# [AIM OF THE EXERCISE]
Each entry needs to be duplicated exactly.

Saved entries
▽
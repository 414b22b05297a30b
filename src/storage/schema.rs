use secrecy::{ExposeSecret, SecretString};
use sqlx::{
    sqlite::{SqliteConnectOptions, SqlitePoolOptions},
    SqlitePool,
};
use std::str::FromStr;
use std::time::Duration;

use super::types::StoreError;
use crate::config::is_identifier;

// ============================================================================
// SqliteStore
// ============================================================================

/// SQLite-backed episode collection. One table per collection.
#[derive(Clone)]
pub struct SqliteStore {
    pub(crate) pool: SqlitePool,
    pub(crate) table: String,
}

impl SqliteStore {
    /// Connect to `url` and make sure the collection table exists.
    ///
    /// `url` is any sqlx SQLite connection string, e.g.
    /// `sqlite:podcasts.db?mode=rwc` or `sqlite::memory:`.
    ///
    /// # Errors
    ///
    /// - `StoreError::InvalidCollection` if `collection` is not an identifier
    /// - `StoreError::Connect` if the URL is not a usable `sqlite:` URL
    /// - `StoreError::Locked` if another writer holds the database
    /// - `StoreError::Migration` for other schema failures
    pub async fn open(url: &SecretString, collection: &str) -> Result<Self, StoreError> {
        if !is_identifier(collection) {
            return Err(StoreError::InvalidCollection(collection.to_string()));
        }

        if !url.expose_secret().starts_with("sqlite:") {
            return Err(StoreError::Connect(
                "unsupported connection string (expected a sqlite: URL)".to_string(),
            ));
        }

        // busy_timeout=5000: SQLite waits up to 5 seconds for locks before SQLITE_BUSY.
        // Using pragma() ensures all connections in the pool inherit this setting.
        let options = SqliteConnectOptions::from_str(url.expose_secret())
            .map_err(|e| StoreError::Connect(e.to_string()))?
            .pragma("busy_timeout", "5000");
        // Queries within a run are strictly sequential.
        let pool = SqlitePoolOptions::new()
            .max_connections(2)
            .acquire_timeout(Duration::from_secs(10))
            .connect_with(options)
            .await
            .map_err(StoreError::from_sqlx)?;

        let store = Self {
            pool,
            table: collection.to_string(),
        };
        store.migrate().await.map_err(|e| match StoreError::from_sqlx(e) {
            StoreError::Locked => StoreError::Locked,
            other => StoreError::Migration(other.to_string()),
        })?;

        tracing::debug!(collection = %store.table, "Episode store ready");
        Ok(store)
    }

    /// Collection (table) this store reads and writes.
    pub fn collection(&self) -> &str {
        &self.table
    }

    /// Close every pooled connection.
    pub async fn close(&self) {
        self.pool.close().await;
    }

    /// Create the collection table and its indexes.
    ///
    /// Wrapped in one transaction; every statement uses `IF NOT EXISTS`, so
    /// re-running on an existing database is a no-op.
    pub(crate) async fn migrate(&self) -> Result<(), sqlx::Error> {
        let mut tx = self.pool.begin().await?;

        // The UNIQUE constraint on link backs up the reconciler's existence
        // check when two runs overlap.
        sqlx::query(&format!(
            r#"
            CREATE TABLE IF NOT EXISTS "{table}" (
                id INTEGER PRIMARY KEY,
                link TEXT UNIQUE NOT NULL,
                title TEXT NOT NULL,
                published TEXT,
                description TEXT NOT NULL,
                filename TEXT NOT NULL,
                transcript TEXT,
                title_length INTEGER NOT NULL,
                description_length INTEGER NOT NULL,
                link_hash TEXT NOT NULL
            )
        "#,
            table = self.table
        ))
        .execute(&mut *tx)
        .await?;

        // Lets the transcription job find pending episodes cheaply
        sqlx::query(&format!(
            r#"CREATE INDEX IF NOT EXISTS "idx_{table}_pending" ON "{table}"(id) WHERE transcript IS NULL"#,
            table = self.table
        ))
        .execute(&mut *tx)
        .await?;

        tx.commit().await?;
        Ok(())
    }
}
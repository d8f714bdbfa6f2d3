use anyhow::Result;
use async_trait::async_trait;

/// Abstraction for byte-level I/O operations
/// This trait enables reading files from different sources (local, S3, etc.)
/// with a unified interface, so the Parquet reader can fetch the footer and
/// row groups by range without caring where the bytes live
#[async_trait]
pub trait ByteReader: Send + Sync {
    /// Get the total size of the file/object in bytes
    async fn size(&self) -> Result<u64>;

    /// Read a range of bytes from the file/object
    /// Returns the bytes read (may be less than requested if EOF is reached)
    async fn read_range(&self, start: u64, end: u64) -> Result<Vec<u8>>;
}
△
# [REPLY]
repository 414b22b05297a30b
filename src/storage/schema.rs
use secrecy::{ExposeSecret, SecretString};
use sqlx::{
    sqlite::{SqliteConnectOptions, SqlitePoolOptions},
    SqlitePool,
};
use std::str::FromStr;
use std::time::Duration;

use super::types::StoreError;
use crate::config::is_identifier;

// ============================================================================
// SqliteStore
// ============================================================================

/// SQLite-backed episode collection. One table per collection.
#[derive(Clone)]
pub struct SqliteStore {
    pub(crate) pool: SqlitePool,
    pub(crate) table: String,
}

impl SqliteStore {
    /// Connect to `url` and make sure the collection table exists.
    ///
    /// `url` is any sqlx SQLite connection string, e.g.
    /// `sqlite:podcasts.db?mode=rwc` or `sqlite::memory:`.
    ///
    /// # Errors
    ///
    /// - `StoreError::InvalidCollection` if `collection` is not an identifier
    /// - `StoreError::Connect` if the URL is not a usable `sqlite:` URL
    /// - `StoreError::Locked` if another writer holds the database
    /// - `StoreError::Migration` for other schema failures
    pub async fn open(url: &SecretString, collection: &str) -> Result<Self, StoreError> {
        if !is_identifier(collection) {
            return Err(StoreError::InvalidCollection(collection.to_string()));
        }

        if !url.expose_secret().starts_with("sqlite:") {
            return Err(StoreError::Connect(
                "unsupported connection string (expected a sqlite: URL)".to_string(),
            ));
        }

        // busy_timeout=5000: SQLite waits up to 5 seconds for locks before SQLITE_BUSY.
        // Using pragma() ensures all connections in the pool inherit this setting.
        let options = SqliteConnectOptions::from_str(url.expose_secret())
            .map_err(|e| StoreError::Connect(e.to_string()))?
            .pragma("busy_timeout", "5000");
        // Queries within a run are strictly sequential.
        let pool = SqlitePoolOptions::new()
            .max_connections(2)
            .acquire_timeout(Duration::from_secs(10))
            .connect_with(options)
            .await
            .map_err(StoreError::from_sqlx)?;

        let store = Self {
            pool,
            table: collection.to_string(),
        };
        store.migrate().await.map_err(|e| match StoreError::from_sqlx(e) {
            StoreError::Locked => StoreError::Locked,
            other => StoreError::Migration(other.to_string()),
        })?;

        tracing::debug!(collection = %store.table, "Episode store ready");
        Ok(store)
    }

    /// Collection (table) this store reads and writes.
    pub fn collection(&self) -> &str {
        &self.table
    }

    /// Close every pooled connection.
    pub async fn close(&self) {
        self.pool.close().await;
    }

    /// Create the collection table and its indexes.
    ///
    /// Wrapped in one transaction; every statement uses `IF NOT EXISTS`, so
    /// re-running on an existing database is a no-op.
    pub(crate) async fn migrate(&self) -> Result<(), sqlx::Error> {
        let mut tx = self.pool.begin().await?;

        // The UNIQUE constraint on link backs up the reconciler's existence
        // check when two runs overlap.
        sqlx::query(&format!(
            r#"
            CREATE TABLE IF NOT EXISTS "{table}" (
                id INTEGER PRIMARY KEY,
                link TEXT UNIQUE NOT NULL,
                title TEXT NOT NULL,
                published TEXT,
                description TEXT NOT NULL,
                filename TEXT NOT NULL,
                transcript TEXT,
                title_length INTEGER NOT NULL,
                description_length INTEGER NOT NULL,
                link_hash TEXT NOT NULL
            )
        "#,
            table = self.table
        ))
        .execute(&mut *tx)
        .await?;

        // Lets the transcription job find pending episodes cheaply
        sqlx::query(&format!(
            r#"CREATE INDEX IF NOT EXISTS "idx_{table}_pending" ON "{table}"(id) WHERE transcript IS NULL"#,
            table = self.table
        ))
        .execute(&mut *tx)
        .await?;

        tx.commit().await?;
        Ok(())
    }
}
repository d8f714bdbfa6f2d3
use anyhow::Result;
use async_trait::async_trait;

/// Abstraction for byte-level I/O operations
/// This trait enables reading files from different sources (local, S3, etc.)
/// with a unified interface, so the Parquet reader can fetch the footer and
/// row groups by range without caring where the bytes live
#[async_trait]
pub trait ByteReader: Send + Sync {
    /// Get the total size of the file/object in bytes
    async fn size(&self) -> Result<u64>;

    /// Read a range of bytes from the file/object
    /// Returns the bytes read (may be less than requested if EOF is reached)
    async fn read_range(&self, start: u64, end: u64) -> Result<Vec<u8>>;
}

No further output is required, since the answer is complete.